◆ REQUIRED ACTION:
The records shown below are to be repeated exactly and completely.

====== DATA SHOWN

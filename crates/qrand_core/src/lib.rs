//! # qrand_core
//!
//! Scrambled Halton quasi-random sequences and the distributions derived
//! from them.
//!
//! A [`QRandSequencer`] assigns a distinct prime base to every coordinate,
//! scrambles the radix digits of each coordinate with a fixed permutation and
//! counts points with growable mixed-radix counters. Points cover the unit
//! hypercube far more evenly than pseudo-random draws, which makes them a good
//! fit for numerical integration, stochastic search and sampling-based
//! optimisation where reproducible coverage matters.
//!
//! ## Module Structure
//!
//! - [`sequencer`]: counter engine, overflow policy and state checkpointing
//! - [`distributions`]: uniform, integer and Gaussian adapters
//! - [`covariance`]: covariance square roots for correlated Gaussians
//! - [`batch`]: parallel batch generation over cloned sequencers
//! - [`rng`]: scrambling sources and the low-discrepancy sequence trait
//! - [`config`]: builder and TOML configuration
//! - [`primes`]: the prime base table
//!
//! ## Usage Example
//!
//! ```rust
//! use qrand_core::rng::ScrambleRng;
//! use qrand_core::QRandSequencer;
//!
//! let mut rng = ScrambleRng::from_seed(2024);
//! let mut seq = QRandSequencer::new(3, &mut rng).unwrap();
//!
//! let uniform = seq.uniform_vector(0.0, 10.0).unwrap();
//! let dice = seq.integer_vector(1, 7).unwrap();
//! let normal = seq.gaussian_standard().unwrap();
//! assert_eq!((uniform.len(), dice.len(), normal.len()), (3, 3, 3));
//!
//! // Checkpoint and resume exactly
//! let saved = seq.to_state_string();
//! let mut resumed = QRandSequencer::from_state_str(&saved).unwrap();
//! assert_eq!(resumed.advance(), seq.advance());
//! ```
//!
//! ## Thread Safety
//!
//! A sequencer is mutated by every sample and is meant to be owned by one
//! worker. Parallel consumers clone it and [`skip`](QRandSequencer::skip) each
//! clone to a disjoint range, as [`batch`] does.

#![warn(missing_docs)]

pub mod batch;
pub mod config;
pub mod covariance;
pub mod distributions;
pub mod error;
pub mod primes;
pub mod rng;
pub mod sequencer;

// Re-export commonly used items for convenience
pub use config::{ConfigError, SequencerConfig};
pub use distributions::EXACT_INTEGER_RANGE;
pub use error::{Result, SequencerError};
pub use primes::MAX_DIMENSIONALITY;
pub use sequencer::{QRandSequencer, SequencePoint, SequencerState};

============

◆ SOLVED EXERCISE:
filename crates/qrand_core/src/lib.rs
//! # qrand_core
//!
//! Scrambled Halton quasi-random sequences and the distributions derived
//! from them.
//!
//! A [`QRandSequencer`] assigns a distinct prime base to every coordinate,
//! scrambles the radix digits of each coordinate with a fixed permutation and
//! counts points with growable mixed-radix counters. Points cover the unit
//! hypercube far more evenly than pseudo-random draws, which makes them a good
//! fit for numerical integration, stochastic search and sampling-based
//! optimisation where reproducible coverage matters.
//!
//! ## Module Structure
//!
//! - [`sequencer`]: counter engine, overflow policy and state checkpointing
//! - [`distributions`]: uniform, integer and Gaussian adapters
//! - [`covariance`]: covariance square roots for correlated Gaussians
//! - [`batch`]: parallel batch generation over cloned sequencers
//! - [`rng`]: scrambling sources and the low-discrepancy sequence trait
//! - [`config`]: builder and TOML configuration
//! - [`primes`]: the prime base table
//!
//! ## Usage Example
//!
//! ```rust
//! use qrand_core::rng::ScrambleRng;
//! use qrand_core::QRandSequencer;
//!
//! let mut rng = ScrambleRng::from_seed(2024);
//! let mut seq = QRandSequencer::new(3, &mut rng).unwrap();
//!
//! let uniform = seq.uniform_vector(0.0, 10.0).unwrap();
//! let dice = seq.integer_vector(1, 7).unwrap();
//! let normal = seq.gaussian_standard().unwrap();
//! assert_eq!((uniform.len(), dice.len(), normal.len()), (3, 3, 3));
//!
//! // Checkpoint and resume exactly
//! let saved = seq.to_state_string();
//! let mut resumed = QRandSequencer::from_state_str(&saved).unwrap();
//! assert_eq!(resumed.advance(), seq.advance());
//! ```
//!
//! ## Thread Safety
//!
//! A sequencer is mutated by every sample and is meant to be owned by one
//! worker. Parallel consumers clone it and [`skip`](QRandSequencer::skip) each
//! clone to a disjoint range, as [`batch`] does.

#![warn(missing_docs)]

pub mod batch;
pub mod config;
pub mod covariance;
pub mod distributions;
pub mod error;
pub mod primes;
pub mod rng;
pub mod sequencer;

// Re-export commonly used items for convenience
pub use config::{ConfigError, SequencerConfig};
pub use distributions::EXACT_INTEGER_RANGE;
pub use error::{Result, SequencerError};
pub use primes::MAX_DIMENSIONALITY;
pub use sequencer::{QRandSequencer, SequencePoint, SequencerState};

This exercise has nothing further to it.